▶ **What to produce**
From the listing below, work out how many lines contain "bool". Reply with that number only.

▶ **Material to process**
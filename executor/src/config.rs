//! Executor configuration.
//!
//! # Example
//!
//! ```ignore
//! let config = ExecutorConfig::default()
//!     .with_extent(1920, 1080)
//!     .with_lights_per_pass(16)
//!     .with_shadows(ShadowType::ShadowMap);
//! config.validate()?;
//! ```

use crate::error::ExecutorError;

/// Rotation of the presentation surface relative to the render target.
#[derive(Debug, Clone, Copy, PartialEq, Eq, Hash, Default)]
pub enum SurfaceTransform {
    #[default]
    Identity,
    Rotate90,
    Rotate180,
    Rotate270,
}

/// How shadows are rendered.
#[derive(Debug, Clone, Copy, PartialEq, Eq, Hash, Default)]
pub enum ShadowType {
    /// Projected onto a plane. Shadow casters draw their regular opaque list.
    #[default]
    Planar,
    /// Rendered into per-light shadow maps.
    ShadowMap,
}

#[derive(Debug, Clone, Copy, PartialEq, Eq, Default)]
pub struct ShadowSettings {
    pub enabled: bool,
    pub kind: ShadowType,
}

impl ShadowSettings {
    /// Returns true if shadow casters render into shadow maps.
    pub fn uses_shadow_maps(&self) -> bool {
        self.enabled && self.kind == ShadowType::ShadowMap
    }
}

/// Pipeline-wide scene settings, mutable between frames.
#[derive(Debug, Clone, Copy, PartialEq, Eq, Default)]
pub struct SceneSettings {
    pub shadows: ShadowSettings,
    /// Lights use HDR luminance scaled by camera exposure.
    pub hdr: bool,
}

/// Configuration for creating an executor.
#[derive(Debug, Clone, PartialEq)]
pub struct ExecutorConfig {
    /// Initial width of the render target in pixels.
    pub width: u32,
    /// Initial height of the render target in pixels.
    pub height: u32,
    /// Capacity of the volumetric light buffer of a blit.
    pub lights_per_pass: u32,
    /// Multiplier applied to HDR light luminance.
    pub light_meter_scale: f32,
    /// Initial slot count of the per-frame pools.
    pub pool_capacity: usize,
    pub surface_transform: SurfaceTransform,
    pub scene: SceneSettings,
}

impl Default for ExecutorConfig {
    fn default() -> Self {
        Self {
            width: 1280,
            height: 720,
            lights_per_pass: 10,
            light_meter_scale: 10000.0,
            pool_capacity: 16,
            surface_transform: SurfaceTransform::Identity,
            scene: SceneSettings::default(),
        }
    }
}

impl ExecutorConfig {
    /// Set the initial render target extent.
    pub fn with_extent(mut self, width: u32, height: u32) -> Self {
        self.width = width;
        self.height = height;
        self
    }

    pub fn with_lights_per_pass(mut self, lights: u32) -> Self {
        self.lights_per_pass = lights;
        self
    }

    pub fn with_light_meter_scale(mut self, scale: f32) -> Self {
        self.light_meter_scale = scale;
        self
    }

    pub fn with_pool_capacity(mut self, capacity: usize) -> Self {
        self.pool_capacity = capacity;
        self
    }

    pub fn with_surface_transform(mut self, transform: SurfaceTransform) -> Self {
        self.surface_transform = transform;
        self
    }

    /// Enable shadows of the given type.
    pub fn with_shadows(mut self, kind: ShadowType) -> Self {
        self.scene.shadows = ShadowSettings {
            enabled: true,
            kind,
        };
        self
    }

    pub fn with_hdr(mut self, hdr: bool) -> Self {
        self.scene.hdr = hdr;
        self
    }

    /// Check the configuration for values the executor cannot work with.
    pub fn validate(&self) -> Result<(), ExecutorError> {
        if self.width == 0 || self.height == 0 {
            return Err(ExecutorError::InvalidParameter(format!(
                "render target extent must be non-zero, got {}x{}",
                self.width, self.height
            )));
        }
        if self.lights_per_pass == 0 {
            return Err(ExecutorError::InvalidParameter(
                "lights_per_pass must be at least 1".into(),
            ));
        }
        Ok(())
    }
}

▶ **Written solution**
4